[Saved entries]
◇ ◇ ◇

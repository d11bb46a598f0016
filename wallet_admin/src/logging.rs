//! Structured logging configuration.
//!
//! The store library logs through the `log` facade; the subscriber installed
//! here picks those records up alongside the CLI's own `tracing` events.

use tracing_subscriber::{EnvFilter, layer::SubscriberExt, util::SubscriberInitExt};

/// Commands slower than this are reported at warn level
const SLOW_COMMAND_MS: u64 = 1000;

/// Initialize structured logging
///
/// Log levels are configurable via the `RUST_LOG` env var. Output goes to
/// stderr so stdout carries only command results.
pub fn init() {
    let env_filter =
        EnvFilter::try_from_default_env().unwrap_or_else(|_| EnvFilter::new("info,sqlx=warn"));

    let fmt_layer = tracing_subscriber::fmt::layer()
        .with_writer(std::io::stderr)
        .with_target(true);

    tracing_subscriber::registry()
        .with(env_filter)
        .with(fmt_layer)
        .init();

    tracing::debug!("Structured logging initialized");
}

/// Log the outcome and duration of a CLI command
///
/// # Arguments
///
/// * `command` - Command name
/// * `duration_ms` - Duration in milliseconds
/// * `succeeded` - Whether the command returned successfully
pub fn log_command(command: &str, duration_ms: u64, succeeded: bool) {
    if !succeeded {
        tracing::error!(
            command = command,
            duration_ms = duration_ms,
            "Command failed"
        );
    } else if duration_ms > SLOW_COMMAND_MS {
        tracing::warn!(
            command = command,
            duration_ms = duration_ms,
            "PERFORMANCE: Slow command"
        );
    } else {
        tracing::info!(
            command = command,
            duration_ms = duration_ms,
            "Command completed"
        );
    }
}

#[cfg(test)]
mod tests {
    use super::*;

    #[test]
    fn test_log_command() {
        // Just ensure it doesn't panic without a subscriber
        log_command("stats", 12, true);
        log_command("demo", 2500, true);
        log_command("adjust", 3, false);
    }
}
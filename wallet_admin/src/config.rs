//! CLI configuration management.
//!
//! Consolidates all environment variable reads and provides validated configuration.

use wallet_store::db::{ConfigError, DatabaseConfig};

/// Complete CLI configuration loaded from environment variables
#[derive(Debug, Clone)]
pub struct AdminConfig {
    /// Database configuration
    pub database: DatabaseConfig,
    /// Print JSON on a single line instead of pretty-printed
    pub compact_output: bool,
}

impl AdminConfig {
    /// Load configuration from environment variables
    ///
    /// # Arguments
    ///
    /// * `database_url_override` - Optional database URL override (from CLI args)
    ///
    /// # Errors
    ///
    /// Returns error if `DATABASE_URL` is missing (and not overridden) or if a
    /// pool variable is invalid
    pub fn from_env(database_url_override: Option<String>) -> Result<Self, ConfigError> {
        Self::from_lookup(database_url_override, |key| std::env::var(key).ok())
    }

    fn from_lookup<F>(database_url_override: Option<String>, lookup: F) -> Result<Self, ConfigError>
    where
        F: Fn(&str) -> Option<String>,
    {
        let database = DatabaseConfig::from_lookup(|key| {
            if key == "DATABASE_URL" && database_url_override.is_some() {
                database_url_override.clone()
            } else {
                lookup(key)
            }
        })?;

        let compact_output = lookup("WALLET_ADMIN_COMPACT")
            .map(|v| matches!(v.to_lowercase().as_str(), "1" | "true" | "yes"))
            .unwrap_or(false);

        Ok(AdminConfig {
            database,
            compact_output,
        })
    }
}

#[cfg(test)]
mod tests {
    use super::*;
    use std::collections::HashMap;

    fn env_of(pairs: &[(&str, &str)]) -> impl Fn(&str) -> Option<String> {
        let map: HashMap<String, String> = pairs
            .iter()
            .map(|(k, v)| (k.to_string(), v.to_string()))
            .collect();
        move |key| map.get(key).cloned()
    }

    #[test]
    fn test_override_wins_over_env() {
        let config = AdminConfig::from_lookup(
            Some("postgres://cli@localhost/cli_db".to_string()),
            env_of(&[("DATABASE_URL", "postgres://env@localhost/env_db")]),
        )
        .unwrap();

        assert_eq!(
            config.database.database_url,
            "postgres://cli@localhost/cli_db"
        );
        assert!(!config.compact_output);
    }

    #[test]
    fn test_missing_url_is_fatal() {
        let err = AdminConfig::from_lookup(None, env_of(&[])).unwrap_err();
        assert!(matches!(err, ConfigError::MissingRequired { .. }));
    }

    #[test]
    fn test_compact_flag() {
        let config = AdminConfig::from_lookup(
            None,
            env_of(&[
                ("DATABASE_URL", "postgres://localhost/db"),
                ("WALLET_ADMIN_COMPACT", "TRUE"),
            ]),
        )
        .unwrap();
        assert!(config.compact_output);
    }
}
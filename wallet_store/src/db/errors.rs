//! Store error types.

use std::time::Duration;
use thiserror::Error;

/// Failures surfaced by the relational store, classified by how a caller may react.
#[derive(Debug, Error)]
pub enum StoreError {
    /// Connection loss, pool exhaustion, deadlock or serialization failure.
    /// Retrying the whole operation is reasonable.
    #[error("Transient store error: {0}")]
    Transient(#[source] sqlx::Error),

    /// The gateway's per-call timeout elapsed
    #[error("Database operation timed out after {0:?}")]
    Timeout(Duration),

    /// Foreign key, unique, check or not-null violation
    #[error("Integrity violation{}: {message}", on_constraint(.constraint))]
    Integrity {
        constraint: Option<String>,
        message: String,
    },

    /// Anything else
    #[error("Database error: {0}")]
    Database(#[source] sqlx::Error),
}

impl StoreError {
    /// Whether a caller-side retry could succeed
    pub fn is_transient(&self) -> bool {
        matches!(self, StoreError::Transient(_) | StoreError::Timeout(_))
    }

    pub fn is_integrity_violation(&self) -> bool {
        matches!(self, StoreError::Integrity { .. })
    }
}

impl From<sqlx::Error> for StoreError {
    fn from(err: sqlx::Error) -> Self {
        match &err {
            sqlx::Error::Io(_)
            | sqlx::Error::Tls(_)
            | sqlx::Error::PoolTimedOut
            | sqlx::Error::PoolClosed
            | sqlx::Error::WorkerCrashed => StoreError::Transient(err),
            sqlx::Error::Database(db_err) => {
                let code = db_err.code().map(|c| c.into_owned());

                // 23502: not_null_violation
                if db_err.is_foreign_key_violation()
                    || db_err.is_unique_violation()
                    || db_err.is_check_violation()
                    || code.as_deref() == Some("23502")
                {
                    return StoreError::Integrity {
                        constraint: db_err.constraint().map(str::to_string),
                        message: db_err.message().to_string(),
                    };
                }

                if code.as_deref().is_some_and(is_transient_sqlstate) {
                    StoreError::Transient(err)
                } else {
                    StoreError::Database(err)
                }
            }
            _ => StoreError::Database(err),
        }
    }
}

fn on_constraint(constraint: &Option<String>) -> String {
    constraint
        .as_deref()
        .map(|name| format!(" on {name}"))
        .unwrap_or_default()
}

/// SQLSTATEs worth retrying: serialization failure, deadlock, connection
/// exceptions (class 08) and operator-initiated shutdowns.
fn is_transient_sqlstate(code: &str) -> bool {
    matches!(code, "40001" | "40P01" | "57P01" | "57P02" | "57P03") || code.starts_with("08")
}

/// Result type for store operations
pub type StoreResult<T> = Result<T, StoreError>;

#[cfg(test)]
mod tests {
    use super::*;

    #[test]
    fn test_pool_errors_are_transient() {
        assert!(StoreError::from(sqlx::Error::PoolTimedOut).is_transient());
        assert!(StoreError::from(sqlx::Error::PoolClosed).is_transient());
    }

    #[test]
    fn test_row_not_found_is_not_transient() {
        let err = StoreError::from(sqlx::Error::RowNotFound);
        assert!(matches!(err, StoreError::Database(_)));
        assert!(!err.is_transient());
    }

    #[test]
    fn test_timeout_display() {
        let err = StoreError::Timeout(Duration::from_secs(5));
        assert!(err.is_transient());
        assert!(err.to_string().contains("timed out"));
        assert!(err.to_string().contains("5s"));
    }

    #[test]
    fn test_integrity_display() {
        let err = StoreError::Integrity {
            constraint: Some("transactions_wallet_id_fkey".to_string()),
            message: "insert or update violates foreign key constraint".to_string(),
        };
        assert!(err.is_integrity_violation());
        assert!(err.to_string().contains("transactions_wallet_id_fkey"));

        let err = StoreError::Integrity {
            constraint: None,
            message: "null value".to_string(),
        };
        assert_eq!(err.to_string(), "Integrity violation: null value");
    }

    #[test]
    fn test_transient_sqlstates() {
        assert!(is_transient_sqlstate("40001"));
        assert!(is_transient_sqlstate("40P01"));
        assert!(is_transient_sqlstate("08006"));
        assert!(!is_transient_sqlstate("23505"));
        assert!(!is_transient_sqlstate("42P01"));
    }
}
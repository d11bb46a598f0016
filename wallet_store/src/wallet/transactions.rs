//! PostgreSQL repository for the `transactions` table.

use async_trait::async_trait;
use rust_decimal::Decimal;

use super::{
    errors::WalletResult,
    models::{Transaction, WalletId},
};
use crate::db::{Database, TransactionRepository};

const TRANSACTION_COLUMNS: &str = "id, wallet_id, amount, description, created_at, deleted_at";

fn scope(include_deleted: bool) -> &'static str {
    if include_deleted {
        ""
    } else {
        " AND deleted_at IS NULL"
    }
}

/// Default PostgreSQL implementation of `TransactionRepository`
#[derive(Clone)]
pub struct PgTransactionRepository {
    db: Database,
}

impl PgTransactionRepository {
    pub fn new(db: Database) -> Self {
        Self { db }
    }
}

#[async_trait]
impl TransactionRepository for PgTransactionRepository {
    async fn create(
        &self,
        wallet_id: WalletId,
        amount: Decimal,
        description: Option<&str>,
    ) -> WalletResult<Transaction> {
        let mut tx = self.db.begin_write().await?;
        let row = self
            .db
            .timed(
                "create_transaction",
                sqlx::query(&format!(
                    "INSERT INTO transactions (wallet_id, amount, description)
                     VALUES ($1, $2, $3)
                     RETURNING {TRANSACTION_COLUMNS}"
                ))
                .bind(wallet_id)
                .bind(amount)
                .bind(description)
                .fetch_one(&mut *tx),
            )
            .await?;
        self.db.timed("commit", tx.commit()).await?;

        Ok(Transaction::from_row(&row))
    }

    async fn get_by_id(&self, id: i32, include_deleted: bool) -> WalletResult<Option<Transaction>> {
        let sql = format!(
            "SELECT {TRANSACTION_COLUMNS} FROM transactions WHERE id = $1{}",
            scope(include_deleted)
        );

        let mut conn = self.db.acquire_read().await?;
        let row = self
            .db
            .timed(
                "get_transaction",
                sqlx::query(&sql).bind(id).fetch_optional(&mut *conn),
            )
            .await?;

        Ok(row.as_ref().map(Transaction::from_row))
    }

    async fn list_for_wallet(
        &self,
        wallet_id: WalletId,
        include_deleted: bool,
    ) -> WalletResult<Vec<Transaction>> {
        let sql = format!(
            "SELECT {TRANSACTION_COLUMNS} FROM transactions
             WHERE wallet_id = $1{}
             ORDER BY created_at ASC, id ASC",
            scope(include_deleted)
        );

        let mut conn = self.db.acquire_read().await?;
        let rows = self
            .db
            .timed(
                "list_wallet_transactions",
                sqlx::query(&sql).bind(wallet_id).fetch_all(&mut *conn),
            )
            .await?;

        Ok(rows.iter().map(Transaction::from_row).collect())
    }

    async fn soft_delete(&self, id: i32) -> WalletResult<u64> {
        let mut tx = self.db.begin_write().await?;
        let result = self
            .db
            .timed(
                "soft_delete_transaction",
                sqlx::query(
                    "UPDATE transactions SET deleted_at = (NOW() AT TIME ZONE 'utc')
                     WHERE id = $1 AND deleted_at IS NULL",
                )
                .bind(id)
                .execute(&mut *tx),
            )
            .await?;
        self.db.timed("commit", tx.commit()).await?;

        Ok(result.rows_affected())
    }

    async fn restore(&self, id: i32) -> WalletResult<u64> {
        let mut tx = self.db.begin_write().await?;
        let result = self
            .db
            .timed(
                "restore_transaction",
                sqlx::query(
                    "UPDATE transactions SET deleted_at = NULL
                     WHERE id = $1 AND deleted_at IS NOT NULL",
                )
                .bind(id)
                .execute(&mut *tx),
            )
            .await?;
        self.db.timed("commit", tx.commit()).await?;

        Ok(result.rows_affected())
    }
}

◇ ◇ ◇

• _Work to be completed_:
Only a number is required here: the count of lines in these entries that hold "localhost".

• _Result of this task_:
4